Die polnische Sphinx
Documenta-Chef Adam Szymczyk mag keine einfachen Antworten
KASSEL (dpa) - Es ist der am meisten beachtete Job der Kunstwelt: Mehr als künstlerischer Leiter einer documenta kann man als Kurator eigentlich nicht werden. Wie tickt Adam Szymczyk, der Mann, der die 14. Ausgabe gestaltet?
Der erste Eindruck täuscht. Wenn Adam Szymczyk auf einem Podium sitzt, wirkt er verschlossen. Und nicht immer hat er auf einfache Fragen einfache Antworten. Aber im persönlichen Gespräch taut er auf und beweist Humor. Als künstlerischer Leiter der documenta 14 steht er 2017 im Fokus der Kunstwelt.
„Die documenta ist ein denkender Organismus, der versucht, die Welt zu verstehen, die uns umgibt“, sagt der 46-Jährige über die mit Spannung erwartete Ausstellung, die in einem Monat in Athen und in drei Monaten in Kassel beginnt, bevor er sich die nächste Zigarette anzündet. Zum ersten Mal lässt er die documenta gleichberechtigt in zwei Städten stattfinden.
Immer wieder wird er gefragt, wer da was lernen soll und warum. Die Antwort bleibt er stets schuldig. Letzte Woche in Kassel übernahm eine griechische Kollegin die undankbare Aufgabe, diese Frage zu stellen. Szymczyks Antwort diesmal: „Beim Lernen geht es nicht um Ankommen, nicht um Ergebnisse. Es ist ein spannender und bedeutungsvoller Prozess … Ich fürchte, ich habe keine clevere Antwort.“
Szymczyk wurde 1970 in Polen geboren. Er studierte Kunstgeschichte in Warschau, jobbte in Galerien, schrieb Kritiken. In den 1990er-Jahren machte er eine Kuratoren-Ausbildung in Amsterdam. Über Basel führte ihn der Weg nach Deutschland, wo er 2008 die „Berlin Biennale“mitkuratierte.
2013 wählte ihn eine Findungskommission zum documenta-Leiter. Bewerben kann man sich dafür nicht – man wird gefragt. „Von allen sechs Kandidaten hat er die klarsten Pläne vorgestellt“, begründete Jury-Sprecherin Koyo Kouoh die Wahl. Szymczyk stehe für eine enge Zusammenarbeit mit den Künstlern. Seine Arbeit sei von unstillbarer Neugier, Integrität und Recherche durchzogen.

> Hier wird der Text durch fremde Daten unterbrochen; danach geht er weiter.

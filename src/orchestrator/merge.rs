//! Part-file merge (spec §4.4). Kept as the teacher's sequential
//! concatenate-then-remove approach rather than the preallocated-offset
//! alternative the spec permits — see SPEC_FULL.md §9.1 for why.

use std::path::Path;

use tokio::fs::File;
use tokio::io::{AsyncReadExt, AsyncWriteExt};

use crate::error::{self, CoreError};
use crate::task::Segment;

const COPY_BUFFER_SIZE: usize = 256 << 10;

/// Concatenates `segments` (already sorted by `start`) into `output_path`,
/// removing each part file as it is consumed. On any failure the
/// partially written output is deleted and remaining part files are left
/// in place so a retry can pick up the merge again (spec §4.4).
pub async fn merge_segments(segments: &[Segment], output_path: &Path) -> Result<(), CoreError> {
    if let Some(parent) = output_path.parent() {
        tokio::fs::create_dir_all(parent)
            .await
            .map_err(|e| error::classify_io_error(&e))?;
    }

    let mut ordered: Vec<&Segment> = segments.iter().collect();
    ordered.sort_by_key(|s| s.start);

    let result = merge_inner(&ordered, output_path).await;
    if result.is_err() {
        let _ = tokio::fs::remove_file(output_path).await;
    }
    result
}

async fn merge_inner(ordered: &[&Segment], output_path: &Path) -> Result<(), CoreError> {
    let mut output = File::create(output_path)
        .await
        .map_err(|e| error::classify_io_error(&e))?;

    for segment in ordered {
        let mut part = File::open(&segment.part_path)
            .await
            .map_err(|e| error::classify_io_error(&e))?;
        let mut buffer = vec![0u8; COPY_BUFFER_SIZE];
        loop {
            let read = part
                .read(&mut buffer)
                .await
                .map_err(|e| error::classify_io_error(&e))?;
            if read == 0 {
                break;
            }
            output
                .write_all(&buffer[..read])
                .await
                .map_err(|e| error::classify_io_error(&e))?;
        }
        drop(part);
        tokio::fs::remove_file(&segment.part_path)
            .await
            .map_err(|e| error::classify_io_error(&e))?;
    }

    output.flush().await.map_err(|e| error::classify_io_error(&e))?;
    output.sync_all().await.map_err(|e| error::classify_io_error(&e))?;
    Ok(())
}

Als „scheu und wenig zugänglich“beschrieb ihn die Baseler „TagesWoche“. Szymczyk war von 2003 bis 2014 Direktor der Kunsthalle Basel. „Seine Ausstellungen waren immer eine Herausforderung, auch für Kunstgewohnte.“Er habe „ein intellektuelles Programm“gemacht, „weg von der Malerei, hin zu Leere, zu Reduktion, zu installativen Arbeiten, zu Interventionen.“
Schweizer Weggefährten attestiertem ihm zum Abschied aber auch „eine seltene inhaltliche Konsequenz, die manchmal auch als Sturheit verstanden wurde“, und „eine unbestechliche intellektuelle Brillanz“.
Die große Bühne liegt ihm nicht. „Szymczyk, die Sphinx“, hieß es Anfang März im Magazin der „Süddeutschen Zeitung“, wirke „oft wie in Luft aufgelöst“. Bei einem Termin mit Sponsoren habe er ausgesehen „wie Nick Cave bei einem Konzert der Leipziger Thomaner“.

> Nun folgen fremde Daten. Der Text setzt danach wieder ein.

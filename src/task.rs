//! Task identity, the `Status` state machine, and the `Segment`/`Progress`/
//! `TaskRecord` DTOs shared by the orchestrator, registry, and tool facade.

use std::path::PathBuf;
use std::time::{SystemTime, UNIX_EPOCH};

use serde::{Deserialize, Serialize};
use uuid::Uuid;

use crate::config::DownloadConfig;
use crate::error::{CoreError, StateErrorKind};

#[derive(Debug, Clone, Copy, PartialEq, Eq, Hash, Serialize, Deserialize)]
pub struct TaskId(pub Uuid);

impl TaskId {
    pub fn new() -> Self {
        Self(Uuid::new_v4())
    }
}

impl Default for TaskId {
    fn default() -> Self {
        Self::new()
    }
}

impl std::fmt::Display for TaskId {
    fn fmt(&self, f: &mut std::fmt::Formatter<'_>) -> std::fmt::Result {
        write!(f, "{}", self.0)
    }
}

impl std::str::FromStr for TaskId {
    type Err = uuid::Error;

    fn from_str(s: &str) -> Result<Self, Self::Err> {
        Ok(Self(Uuid::parse_str(s)?))
    }
}

#[derive(Debug, Clone, Copy, PartialEq, Eq, Serialize, Deserialize)]
#[serde(rename_all = "snake_case")]
pub enum Status {
    Pending,
    Downloading,
    Paused,
    Completed,
    Failed,
    Cancelled,
}

impl Status {
    pub fn is_terminal(self) -> bool {
        matches!(self, Status::Completed | Status::Failed | Status::Cancelled)
    }

    /// Validates a transition per the state machine in spec §4.6, including
    /// the documented exception that `Failed -> Downloading` is allowed when
    /// the caller re-invokes `start` as an explicit retry.
    pub fn validate_transition(self, to: Status) -> Result<(), CoreError> {
        let ok = matches!(
            (self, to),
            (Status::Pending, Status::Downloading)
                | (Status::Pending, Status::Cancelled)
                | (Status::Downloading, Status::Paused)
                | (Status::Downloading, Status::Completed)
                | (Status::Downloading, Status::Failed)
                | (Status::Downloading, Status::Cancelled)
                | (Status::Paused, Status::Downloading)
                | (Status::Paused, Status::Cancelled)
                | (Status::Failed, Status::Downloading)
        );
        if ok {
            Ok(())
        } else {
            Err(CoreError::State(StateErrorKind::InvalidTransition))
        }
    }
}

#[derive(Debug, Clone, Copy, PartialEq, Eq, Serialize, Deserialize)]
#[serde(rename_all = "snake_case")]
pub enum SegmentStatus {
    Pending,
    Downloading,
    Completed,
    Failed,
}

#[derive(Debug, Clone, Serialize, Deserialize)]
pub struct Segment {
    pub id: String,
    pub start: u64,
    pub end: u64,
    pub downloaded: u64,
    pub status: SegmentStatus,
    pub part_path: PathBuf,
    pub checksum: Option<String>,
    pub retry_count: u32,
}

impl Segment {
    pub fn len(&self) -> u64 {
        self.end.saturating_sub(self.start) + 1
    }

    pub fn remaining(&self) -> u64 {
        self.len().saturating_sub(self.downloaded)
    }

    pub fn is_complete(&self) -> bool {
        self.downloaded >= self.len()
    }
}

#[derive(Debug, Clone, Serialize, Deserialize)]
pub struct Progress {
    pub total_size: u64,
    pub downloaded_size: u64,
    pub percentage: f64,
    pub speed: f64,
    pub eta_seconds: Option<f64>,
    pub segments: Vec<Segment>,
}

impl Progress {
    pub fn empty(total_size: u64) -> Self {
        Self {
            total_size,
            downloaded_size: 0,
            percentage: if total_size == 0 { 100.0 } else { 0.0 },
            speed: 0.0,
            eta_seconds: None,
            segments: Vec::new(),
        }
    }
}

#[derive(Debug, Clone, Default, Serialize, Deserialize)]
pub struct ServerMetadata {
    pub content_length: Option<u64>,
    pub content_type: Option<String>,
    pub accept_ranges: bool,
    pub last_modified: Option<String>,
    pub etag: Option<String>,
}

#[derive(Debug, Clone, Serialize, Deserialize)]
pub struct TaskError {
    pub code: &'static str,
    pub message: String,
}

impl TaskError {
    pub fn from_core(err: &CoreError) -> Self {
        Self {
            code: err.code(),
            message: err.to_string(),
        }
    }
}

#[derive(Debug, Clone, Serialize, Deserialize)]
pub struct TaskRecord {
    pub id: TaskId,
    pub config: DownloadConfig,
    pub status: Status,
    pub progress: Progress,
    pub created_at: u64,
    pub updated_at: u64,
    pub started_at: Option<u64>,
    pub completed_at: Option<u64>,
    pub error: Option<TaskError>,
    pub server_metadata: ServerMetadata,
}

impl TaskRecord {
    pub fn new(id: TaskId, config: DownloadConfig) -> Self {
        let now = now_epoch_ms();
        Self {
            id,
            progress: Progress::empty(0),
            config,
            status: Status::Pending,
            created_at: now,
            updated_at: now,
            started_at: None,
            completed_at: None,
            error: None,
            server_metadata: ServerMetadata::default(),
        }
    }

    pub fn transition(&mut self, to: Status) -> Result<(), CoreError> {
        self.status.validate_transition(to)?;
        self.status = to;
        self.touch();
        if to == Status::Downloading && self.started_at.is_none() {
            self.started_at = Some(self.updated_at);
        }
        if to.is_terminal() {
            self.completed_at = Some(self.updated_at);
        }
        Ok(())
    }

    pub fn touch(&mut self) {
        self.updated_at = now_epoch_ms();
    }
}

/// Milliseconds since the Unix epoch. The only place wall-clock time enters
/// the core; callers needing monotonic deltas use `std::time::Instant`
/// instead (see `progress.rs`).
pub fn now_epoch_ms() -> u64 {
    SystemTime::now()
        .duration_since(UNIX_EPOCH)
        .unwrap_or_default()
        .as_millis() as u64
}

Auch vier Wochen bevor es losgeht, lässt er sich nicht gern in die Karten schauen. Klar ist aber: Viele „Ah, das kenne ich!“-Momente dürfte es für die Besucher nicht geben. Warum sollte, fragt Szymczyk, eine documenta zeigen, was ohnehin alle kennen? Darum gehe es doch gerade in der Kunst, hatte er in seinem ersten großen Interview der „Zeit“gesagt: „dass wir uns dem Unverständlichen aussetzen“.

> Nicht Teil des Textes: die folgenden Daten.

//! Authentication header construction (spec §4.5). Digest implements the
//! full RFC 2617 `MD5` `HA1`/`HA2`/`response` computation with
//! nonce-count and client nonce; NTLM is deliberately limited to the
//! Type-1 negotiate message per the spec's open-question resolution
//! (SPEC_FULL.md §9.1) — a Type-2 challenge is not handled here.

use base64::Engine;
use md5::{Digest, Md5};
use rand::RngCore;

#[derive(Debug, Clone)]
pub enum AuthScheme {
    Basic {
        username: String,
        password: String,
    },
    Bearer {
        token: String,
    },
    Digest {
        username: String,
        password: String,
        realm: String,
        nonce: String,
        qop: Option<String>,
        opaque: Option<String>,
        algorithm: Option<String>,
    },
    /// Type-1 negotiate only; see module docs.
    Ntlm {
        domain: String,
        workstation: String,
    },
}

fn md5_hex(input: &str) -> String {
    let mut hasher = Md5::new();
    hasher.update(input.as_bytes());
    hex::encode(hasher.finalize())
}

/// Builds the `Authorization` header value for one request. `method` and
/// `uri` are only consumed by Digest, which binds the response hash to
/// them.
pub fn build_authorization_header(scheme: &AuthScheme, method: &str, uri: &str) -> String {
    match scheme {
        AuthScheme::Basic { username, password } => {
            let raw = format!("{username}:{password}");
            let encoded = base64::engine::general_purpose::STANDARD.encode(raw);
            format!("Basic {encoded}")
        }
        AuthScheme::Bearer { token } => format!("Bearer {token}"),
        AuthScheme::Digest {
            username,
            password,
            realm,
            nonce,
            qop,
            opaque,
            algorithm,
        } => {
            let ha1 = md5_hex(&format!("{username}:{realm}:{password}"));
            let ha2 = md5_hex(&format!("{method}:{uri}"));
            let nc = "00000001";
            let cnonce = generate_cnonce();

            let response = match qop.as_deref() {
                Some(qop_value) => md5_hex(&format!("{ha1}:{nonce}:{nc}:{cnonce}:{qop_value}:{ha2}")),
                None => md5_hex(&format!("{ha1}:{nonce}:{ha2}")),
            };

            let mut header = format!(
                "Digest username=\"{username}\", realm=\"{realm}\", nonce=\"{nonce}\", uri=\"{uri}\", response=\"{response}\""
            );
            if let Some(qop_value) = qop {
                header.push_str(&format!(", qop={qop_value}, nc={nc}, cnonce=\"{cnonce}\""));
            }
            if let Some(opaque_value) = opaque {
                header.push_str(&format!(", opaque=\"{opaque_value}\""));
            }
            if let Some(algorithm_value) = algorithm {
                header.push_str(&format!(", algorithm={algorithm_value}"));
            }
            header
        }
        AuthScheme::Ntlm { domain, workstation } => {
            let message = build_ntlm_type1(domain, workstation);
            let encoded = base64::engine::general_purpose::STANDARD.encode(message);
            format!("NTLM {encoded}")
        }
    }
}

fn generate_cnonce() -> String {
    let mut bytes = [0u8; 8];
    rand::thread_rng().fill_bytes(&mut bytes);
    hex::encode(bytes)
}

const NTLM_SIGNATURE: &[u8] = b"NTLMSSP\0";
const NTLM_NEGOTIATE_MESSAGE_TYPE: u32 = 1;
const NTLM_FLAGS: u32 = 0x0000_8207; // NEGOTIATE_UNICODE | NEGOTIATE_OEM | REQUEST_TARGET | NEGOTIATE_NTLM

/// Builds a minimal Type-1 NTLM negotiate message (domain/workstation are
/// embedded, matching the reference implementation's Type-1 stub rather
/// than a full handshake).
fn build_ntlm_type1(domain: &str, workstation: &str) -> Vec<u8> {
    let mut msg = Vec::new();
    msg.extend_from_slice(NTLM_SIGNATURE);
    msg.extend_from_slice(&NTLM_NEGOTIATE_MESSAGE_TYPE.to_le_bytes());
    msg.extend_from_slice(&NTLM_FLAGS.to_le_bytes());

    let header_len = 32;
    let domain_bytes = domain.as_bytes();
    let workstation_bytes = workstation.as_bytes();

    // domain security buffer
    msg.extend_from_slice(&(domain_bytes.len() as u16).to_le_bytes());
    msg.extend_from_slice(&(domain_bytes.len() as u16).to_le_bytes());
    msg.extend_from_slice(&(header_len as u32).to_le_bytes());

    // workstation security buffer
    let workstation_offset = header_len + domain_bytes.len();
    msg.extend_from_slice(&(workstation_bytes.len() as u16).to_le_bytes());
    msg.extend_from_slice(&(workstation_bytes.len() as u16).to_le_bytes());
    msg.extend_from_slice(&(workstation_offset as u32).to_le_bytes());

    msg.extend_from_slice(domain_bytes);
    msg.extend_from_slice(workstation_bytes);
    msg
}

Das ist weniger Arroganz denn seinem Kunstverständnis geschuldet. „Eine Ausstellung sollte eine Erfahrung sein. Eine Erfahrung ohne große vorprogrammierte Erwartungen“, sagte er der Deutschen PresseAgentur. Den vermutlich rund eine Million Besuchern in Kassel und Athen verspricht er „einige wirklich großartige, geistig anregende Kunstwerke zu sehen, die zum ersten Mal gezeigt werden“.
Die documenta 14 beginnt am 8.4. in Athen (bis 16.7.) und am 10. Juni (bis 17.9.) in Kassel. www.documenta14.de.